2. Supersized molecules
Practically everything we experience is made up of molecules. These vary in size from simple pairs of atoms, like an oxygen molecule, to complex organic structures. However, the biggest molecule in nature resides in your body. It is chromosome 1. A normal human cell has 23 pairs of chromosomes in its nucleus, each a single, very long, molecule of DNA. Chromosome 1 is the biggest, containing about 10 billion atoms, to pack in the amount of information that is encoded in the molecule.
3. Atom count
It is hard to grasp just how small the atoms that make up your body are until you take a look at the sheer number of them. An adult is made up of about 7,000,000,000,000,000,000,000,000,000 (7 octillion) atoms.
4. Fur loss
It might seem hard to believe, but we have about the same number of hairs on our bodies as a chimpanzee, it’s just that our hairs are useless, so fine they are almost invisible. We aren’t sure quite why we lost our protective fur. It has been suggested that it may have been to help early humans sweat more easily, or to make life harder for parasites such as lice and ticks, or even because our ancestors were partly aquatic.
However, perhaps the most attractive idea is that early humans needed to cooperate more when they moved out of the trees into the savanna. When animals are bred for cooperation, as we once did with wolves to produce dogs, they become more like their infants. In a fascinating 40-year experiment starting in the 1950s, Russian foxes were bred for docility. Over the period, adult foxes become more and more like large cubs, spending more time playing, and developing drooping ears, floppy tails and patterned coats. Humans similarly have some characteristics of infantile apes — large heads, small mouths and, significantly here, finer body hair.
5. Goosebump evolution
Goosepimples are a remnant of our evolutionary predecessors. They occur when tiny muscles around the base of each hair tense, pulling the hair more erect. With a decent covering of fur, this would fluff up the coat, getting more air into it, making it a better insulator. However, with a human’s thin body hair, it just makes our skin look strange.

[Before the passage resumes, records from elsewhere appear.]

impl HeteroModel for MetapathLinearModel {
    fn category(&self) -> &str {
        &self.category
    }

    fn set_mode(&mut self, mode: TrainingMode) {
        self.mode = mode;
    }

    fn mode(&self) -> TrainingMode {
        self.mode
    }

    fn place(&mut self, device: DeviceTarget) -> Result<(), HgnnError> {
        match device {
            DeviceTarget::Cpu => {
                self.device = device;
                Ok(())
            }
            DeviceTarget::Gpu => Err(HgnnError::DeviceError(
                "no GPU backend is available for this model".to_string(),
            )),
        }
    }

    fn input_features(&self) -> Result<FeatureDict, HgnnError> {
        Ok(self.features.clone())
    }

    fn features_for(&self, nodes: &[NodeIndex]) -> Result<Array2<f32>, HgnnError> {
        let x = self.category_features();
        if let Some(&bad) = nodes.iter().find(|&&i| i >= x.nrows()) {
            return Err(HgnnError::InvalidInput(format!(
                "node {bad} out of bounds for {} '{}' nodes",
                x.nrows(),
                self.category
            )));
        }
        Ok(x.select(Axis(0), nodes))
    }

    fn forward_full(
        &mut self,
        graph: &HeteroGraph,
        features: &FeatureDict,
    ) -> Result<HashMap<String, Array2<f32>>, HgnnError> {
        let x = features.get(&self.category).ok_or_else(|| {
            HgnnError::InvalidInput(format!(
                "feature dictionary has no entry for node type '{}'",
                self.category
            ))
        })?;
        if x.ncols() != self.in_dim {
            return Err(HgnnError::DimensionMismatch(format!(
                "feature dim {} does not match model input dim {}",
                x.ncols(),
                self.in_dim
            )));
        }
        let mut aggregated = Vec::with_capacity(self.metapaths.len());
        for name in &self.metapaths {
            let view = graph.metapath(name)?;
            aggregated.push(self.aggregate_full(x, view));
        }
        for h in &mut aggregated {
            self.apply_dropout(h);
        }
        self.project(aggregated)
    }

    fn forward_blocks(
        &mut self,
        batch: &MetapathBatch,
        embeddings: &HashMap<String, Array2<f32>>,
    ) -> Result<HashMap<String, Array2<f32>>, HgnnError> {
        let mut aggregated = Vec::with_capacity(self.metapaths.len());
        for name in &self.metapaths {
            let block = batch.blocks.get(name).ok_or_else(|| {
                HgnnError::InvalidInput(format!("batch has no block for metapath '{name}'"))
            })?;
            let emb = embeddings.get(name).ok_or_else(|| {
                HgnnError::InvalidInput(format!("no embeddings for metapath '{name}'"))
            })?;
            if emb.ncols() != self.in_dim {
                return Err(HgnnError::DimensionMismatch(format!(
                    "embedding dim {} does not match model input dim {}",
                    emb.ncols(),
                    self.in_dim
                )));
            }
            let mut h = Array2::<f32>::zeros((block.num_seeds(), self.in_dim));
            for pos in 0..block.num_seeds() {
                let rows = block.neighbor_rows(pos);
                let mut acc = ndarray::Array1::<f32>::zeros(self.in_dim);
                for &r in rows {
                    acc += &emb.row(r);
                }
                acc /= rows.len() as f32;
                h.row_mut(pos).assign(&acc);
            }
            aggregated.push(h);
        }
        for h in &mut aggregated {
            self.apply_dropout(h);
        }
        self.project(aggregated)
    }

    fn backward(&mut self, grad_logits: &Array2<f32>) -> Result<Vec<Array2<f32>>, HgnnError> {
        let cache = self.cache.take().ok_or_else(|| {
            HgnnError::TrainingError(
                "backward requires a preceding train-mode forward pass".to_string(),
            )
        })?;
        let num_paths = cache.aggregated.len() as f32;
        let mut grads = Vec::with_capacity(self.heads.len() * 2);
        for h in &cache.aggregated {
            if h.nrows() != grad_logits.nrows() {
                return Err(HgnnError::DimensionMismatch(format!(
                    "gradient has {} rows, forward pass had {}",
                    grad_logits.nrows(),
                    h.nrows()
                )));
            }
            let grad_weight = h.t().dot(grad_logits) / num_paths;
            let grad_bias = (grad_logits.sum_axis(Axis(0)) / num_paths).insert_axis(Axis(0));
            grads.push(grad_weight);
            grads.push(grad_bias);
        }
        Ok(grads)
    }

    fn parameters_mut(&mut self) -> Vec<&mut Array2<f32>> {
        let mut params = Vec::with_capacity(self.heads.len() * 2);
        for head in &mut self.heads {
            params.push(&mut head.weight);
            params.push(&mut head.bias);
        }
        params
    }

    fn parameter_count(&self) -> usize {
        self.heads
            .iter()
            .map(|h| h.weight.len() + h.bias.len())
            .sum()
    }

    fn snapshot(&self) -> ModelSnapshot {
        let mut tensors = Vec::with_capacity(self.heads.len() * 2);
        for head in &self.heads {
            tensors.push(head.weight.clone());
            tensors.push(head.bias.clone());
        }
        ModelSnapshot::new(tensors)
    }

    fn restore(&mut self, snapshot: &ModelSnapshot) -> Result<(), HgnnError> {
        let tensors = snapshot.tensors();
        if tensors.len() != self.heads.len() * 2 {
            return Err(HgnnError::DimensionMismatch(format!(
                "snapshot has {} tensors, model has {}",
                tensors.len(),
                self.heads.len() * 2
            )));
        }
        let current = self.parameters_mut();
        for (param, saved) in current.into_iter().zip(tensors) {
            if param.dim() != saved.dim() {
                return Err(HgnnError::DimensionMismatch(format!(
                    "snapshot tensor shape {:?} does not match parameter shape {:?}",
                    saved.dim(),
                    param.dim()
                )));
            }
            param.assign(saved);
        }
        Ok(())
    }
}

Similarly we get the bristling feeling of our hair standing on end when we are scared or experience an emotive memory. Many mammals fluff up their fur when threatened, to look bigger and so more dangerous. Humans used to have a similar defensive fluffing up of their body hairs, but once again, the effect is now ruined. We still feel the sensation of hairs standing on end, but gain no visual bulk.
6. Space trauma
If sci-fi movies were to be believed, terrible things would happen if your body were pushed from a spaceship without a suit. However, it’s mostly fiction. There would be some discomfort as the air inside the body expanded, but nothing like the exploding body parts Hollywood loves. Although liquids do boil in a vacuum, your blood is kept under pressure by your circulatory system and would be just fine. And although space is very cold, you would not lose heat particularly quickly. As Thermos flasks demonstrate, a vacuum is a great insulator.